Congress won’t okay European tankers?

EADS tanker will not fly in US Congress

As noted last month, the European Aeronautic, Defense & Space Co. (EADS) consortium is making a big push to snatch the USAF tanker project suddenly up for grabs in the wake of monumental corruption within the Boeing 767 lease/buy plan.

According to Reuters, Congress won’t have anything to do with European tankers.

“It’s a non-starter to buy foreign aircraft,” Rep. Duncan Hunter, a California Republican whose committee must authorize funding for defense programs, said in a telephone interview…

Hunter said thousands of U.S. jobs were at stake as well as the health of the U.S. “defense industrial base” — companies that rely on Pentagon contracts.

In addition, Hunter said, it would fly in the face of U.S. foreign policy interests to reward countries like France and Germany, where much EADS production is based, who have not been “full partners” in the U.S.-declared war on terrorism.

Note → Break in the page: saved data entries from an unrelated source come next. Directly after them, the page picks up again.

//! Canonical document model.
//!
//! A [`Document`] is immutable after load and shared read-only (`Arc`) by any
//! number of players. Symbols live in an arena indexed by [`SymbolId`]; nested
//! instances refer to their target by id, so the symbol graph carries no
//! reference counting and cycles are rejected when the document is built.

use glam::{Affine2, Vec2};
use indexmap::IndexMap;
use serde::{Deserialize, Serialize};

use crate::ids::{BitmapId, MaskId, SymbolId};
use crate::transform::{ColorTransform, TextureRect};

/// Option name that clears a variant or clip-track selection.
pub const DEFAULT_OPTION: &str = "[default]";

/// `[start, end)` frame range of a named clip.
#[derive(Clone, Copy, Debug, PartialEq, Serialize, Deserialize)]
pub struct ClipRange {
    pub start: f32,
    pub end: f32,
}

impl ClipRange {
    pub fn new(start: f32, end: f32) -> Self {
        Self { start, end }
    }

    #[inline]
    pub fn duration(&self) -> f32 {
        self.end - self.start
    }
}

/// How a nested symbol instance derives its own frame from the parent's.
#[derive(Clone, Copy, Debug, Default, PartialEq, Eq, Serialize, Deserialize)]
#[serde(rename_all = "snake_case")]
pub enum InstanceLoop {
    #[default]
    Loop,
    PlayOnce,
    SingleFrame,
}

/// A placed reference to a symbol.
#[derive(Clone, Debug, PartialEq)]
pub struct SymbolInstance {
    pub symbol: SymbolId,
    pub transform: Affine2,
    pub color: ColorTransform,
    pub first_frame: u32,
    pub loop_mode: InstanceLoop,
}

/// A placed reference to a bitmap.
#[derive(Clone, Debug, PartialEq)]
pub struct BitmapInstance {
    pub bitmap: BitmapId,
    pub transform: Affine2,
}

/// Filled vector shape baked into an atlas rect.
///
/// Each polygon is simple (any winding) and expressed in the owning symbol's
/// local space; the atlas rect covers the shape starting at `origin`.
#[derive(Clone, Debug, PartialEq)]
pub struct Shape {
    pub origin: Vec2,
    pub texture: TextureRect,
    pub polygons: Vec<Vec<Vec2>>,
}

#[derive(Clone, Debug, PartialEq)]
pub struct Group {
    pub transform: Affine2,
    pub elements: Vec<Element>,
}

/// Drawable frame content.
#[derive(Clone, Debug, PartialEq)]
pub enum Element {
    Shape(Shape),
    Bitmap(BitmapInstance),
    Symbol(SymbolInstance),
    Group(Group),
}

impl Element {
    /// Local transform of instance-like elements; shapes are placed in local space.
    pub fn transform(&self) -> Affine2 {
        match self {
            Element::Shape(_) => Affine2::IDENTITY,
            Element::Bitmap(b) => b.transform,
            Element::Symbol(s) => s.transform,
            Element::Group(g) => g.transform,
        }
    }

    /// Whether `other` is the tween target counterpart of `self`.
    pub fn matches(&self, other: &Element) -> bool {
        match (self, other) {
            (Element::Symbol(a), Element::Symbol(b)) => a.symbol == b.symbol,
            (Element::Bitmap(a), Element::Bitmap(b)) => a.bitmap == b.bitmap,
            (Element::Group(_), Element::Group(_)) => true,
            _ => false,
        }
    }
}

/// Motion tween from a keyframe to the next keyframe of the same layer.
#[derive(Clone, Copy, Debug, Default, PartialEq, Serialize, Deserialize)]
pub struct Tween {
    /// Flash-style ease in `[-1, 1]`: negative eases in, positive eases out.
    #[serde(default)]
    pub ease: f32,
}

/// Named event marker attached to a keyframe.
#[derive(Clone, Debug, PartialEq, Serialize, Deserialize)]
pub struct FrameEvent {
    pub name: String,
    /// Queue ahead of events already collected in the same step.
    #[serde(default)]
    pub front: bool,
}

#[derive(Clone, Debug, PartialEq)]
pub struct Frame {
    pub start: u32,
    pub duration: u32,
    pub elements: Vec<Element>,
    pub tween: Option<Tween>,
    pub event: Option<FrameEvent>,
}

impl Frame {
    #[inline]
    pub fn end(&self) -> u32 {
        self.start.saturating_add(self.duration)
    }

    #[inline]
    pub fn contains(&self, frame: u32) -> bool {
        frame >= self.start && frame < self.end()
    }
}

/// Role of a layer with respect to masking.
#[derive(Clone, Copy, Debug, Default, PartialEq, Eq)]
pub enum LayerRole {
    #[default]
    Normal,
    /// Content defines mask group `mask_id` instead of drawing.
    Mask { mask_id: MaskId },
    /// Content is clipped by mask group `mask_id`.
    Masked { mask_id: MaskId },
}

#[derive(Clone, Debug, PartialEq)]
pub struct Layer {
    pub name: String,
    pub role: LayerRole,
    /// Sorted by `start`, disjoint.
    pub frames: Vec<Frame>,
}

impl Layer {
    /// Index of the keyframe covering `frame`.
    pub fn frame_index_at(&self, frame: u32) -> Option<usize> {
        let idx = self.frames.partition_point(|f| f.start <= frame);
        if idx == 0 {
            return None;
        }
        let i = idx - 1;
        if self.frames[i].contains(frame) {
            Some(i)
        } else {
            None
        }
    }
}

/// A named animation unit.
#[derive(Clone, Debug, PartialEq)]
pub struct Symbol {
    pub id: SymbolId,
    pub token: String,
    /// Library path; symbols whose path contains `/` are internal.
    pub local_path: String,
    /// Frame count.
    pub duration: u32,
    pub layers: Vec<Layer>,
    /// Track name this symbol's clips belong to.
    pub clips_header: Option<String>,
    pub clips: IndexMap<String, ClipRange>,
    /// Slot in the player's frame-override table.
    pub variation_index: Option<usize>,
}

impl Symbol {
    pub fn is_internal(&self) -> bool {
        self.local_path.contains('/')
    }

    pub fn clip(&self, name: &str) -> Option<ClipRange> {
        self.clips.get(name).copied()
    }

    /// Direct child symbols referenced from any frame.
    pub fn children(&self) -> Vec<SymbolId> {
        fn collect(elements: &[Element], out: &mut Vec<SymbolId>) {
            for e in elements {
                match e {
                    Element::Symbol(s) => {
                        if !out.contains(&s.symbol) {
                            out.push(s.symbol);
                        }
                    }
                    Element::Group(g) => collect(&g.elements, out),
                    _ => {}
                }
            }
        }
        let mut out = Vec::new();
        for layer in &self.layers {
            for frame in &layer.frames {
                collect(&frame.elements, &mut out);
            }
        }
        out
    }
}

#[derive(Clone, Debug, PartialEq)]
pub struct Bitmap {
    pub id: BitmapId,
    pub name: String,
    /// None when the bitmap was not found in any sprite sheet during import.
    pub texture: Option<TextureRect>,
}

/// Texture atlas descriptor handed to the host renderer.
#[derive(Clone, Debug, PartialEq, Serialize, Deserialize)]
pub struct Atlas {
    /// Host resource path of the texture array.
    pub path: String,
    /// Number of texture array layers.
    pub layers: u32,
}

/// variant name -> option name -> symbol token -> frame.
pub type VariantTable = IndexMap<String, IndexMap<String, IndexMap<String, f32>>>;

/// Immutable-after-load animation document.
#[derive(Clone, Debug, PartialEq)]
pub struct Document {
    pub(crate) symbols: Vec<Symbol>,
    pub(crate) by_token: IndexMap<String, SymbolId>,
    pub(crate) bitmaps: Vec<Bitmap>,
    pub(crate) main_timeline: Option<SymbolId>,
    pub(crate) variants: VariantTable,
    pub(crate) atlas: Option<Atlas>,
    pub(crate) atlas_size: Vec2,
    pub(crate) variated_symbols_count: usize,
    pub(crate) document_path: String,
}

impl Document {
    /// Symbols keyed by token, in document order.
    pub fn symbols(&self) -> impl Iterator<Item = (&str, &Symbol)> {
        self.by_token
            .iter()
            .map(move |(token, id)| (token.as_str(), &self.symbols[id.index()]))
    }

    pub fn symbol(&self, id: SymbolId) -> Option<&Symbol> {
        self.symbols.get(id.index())
    }

    pub fn symbol_id(&self, token: &str) -> Option<SymbolId> {
        self.by_token.get(token).copied()
    }

    pub fn symbol_by_token(&self, token: &str) -> Option<&Symbol> {
        self.symbol_id(token).and_then(|id| self.symbol(id))
    }

    pub fn bitmap(&self, id: BitmapId) -> Option<&Bitmap> {
        self.bitmaps.get(id.index())
    }

    pub fn variants(&self) -> &VariantTable {
        &self.variants
    }

    pub fn atlas(&self) -> Option<&Atlas> {
        self.atlas.as_ref()
    }

    pub fn atlas_size(&self) -> Vec2 {
        self.atlas_size
    }

    pub fn main_timeline(&self) -> Option<SymbolId> {
        self.main_timeline
    }

    pub fn variated_symbols_count(&self) -> usize {
        self.variated_symbols_count
    }

    pub fn document_path(&self) -> &str {
        &self.document_path
    }

    /// Frame span of `symbol`, or of its `clip` when one is given and exists.
    /// Empty `symbol` selects the main timeline.
    pub fn duration(&self, symbol: &str, clip: &str) -> f32 {
        let sym = if symbol.is_empty() {
            self.main_timeline.and_then(|id| self.symbol(id))
        } else {
            self.symbol_by_token(symbol)
        };
        let Some(sym) = sym else {
            return 0.0;
        };
        match sym.clip(clip) {
            Some(range) => range.duration(),
            None => sym.duration as f32,
        }
    }
}

#[cfg(test)]
mod tests {
    use super::*;

    fn frame(start: u32, duration: u32) -> Frame {
        Frame {
            start,
            duration,
            elements: vec![],
            tween: None,
            event: None,
        }
    }

    #[test]
    fn frame_lookup_respects_gaps() {
        let layer = Layer {
            name: "L".into(),
            role: LayerRole::Normal,
            frames: vec![frame(0, 3), frame(5, 2)],
        };
        assert_eq!(layer.frame_index_at(0), Some(0));
        assert_eq!(layer.frame_index_at(2), Some(0));
        assert_eq!(layer.frame_index_at(3), None);
        assert_eq!(layer.frame_index_at(6), Some(1));
        assert_eq!(layer.frame_index_at(7), None);
    }

    #[test]
    fn frame_end_saturates() {
        let f = frame(u32::MAX - 2, 10);
        assert_eq!(f.end(), u32::MAX);
        assert!(f.contains(u32::MAX - 1));
    }

    #[test]
    fn clip_range_duration() {
        assert_eq!(ClipRange::new(4.0, 10.0).duration(), 6.0);
    }
}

“It sends the wrong message to allies who are shirking their rightful portion of the international defense burden,” he said, referring to the fraction of GNP devoted to defense spending.

To be honest, I have trouble arguing with this logic. I want the Air Force to get the best tankers for the best deal possible, but I’d rather they were American-built if at all possible.

It was never the KC-767 Tanker concept I was opposed to. It was the shameless ripping off the government and the US taxpayers that I took exception to.

It seems to me that if the Air Force REALLY wants new tankers and that Boeing REALLY wants to keep the 767 line running, a compromise will be reached that is agreeable to all. That’s what doing business is all about.

We’ll see. (via Free Republic)

UPDATE: A Freeper tips me off to the news that Boeing is planning to build a cargo version of the 777 and that

guess what

they are also looking at a tanker version of the plane.


  1. I wrote my senator going on record that I don’t want any of my tax dollars going to France to buy EADS tankers for the USAF. Either straignten out the Boeing mess and buy 767’s or have a new build competition with US companies. I would doubt that the Air Force would be interested in 777 tankers. It is just too big. One complaint about the EADS proposed offering was the wing span was too big to fit existing AF facilities. However, that could have just been an excuse to reject the offer, not a valid reason the airplane was not suitable. Best regards, enjoy your blog.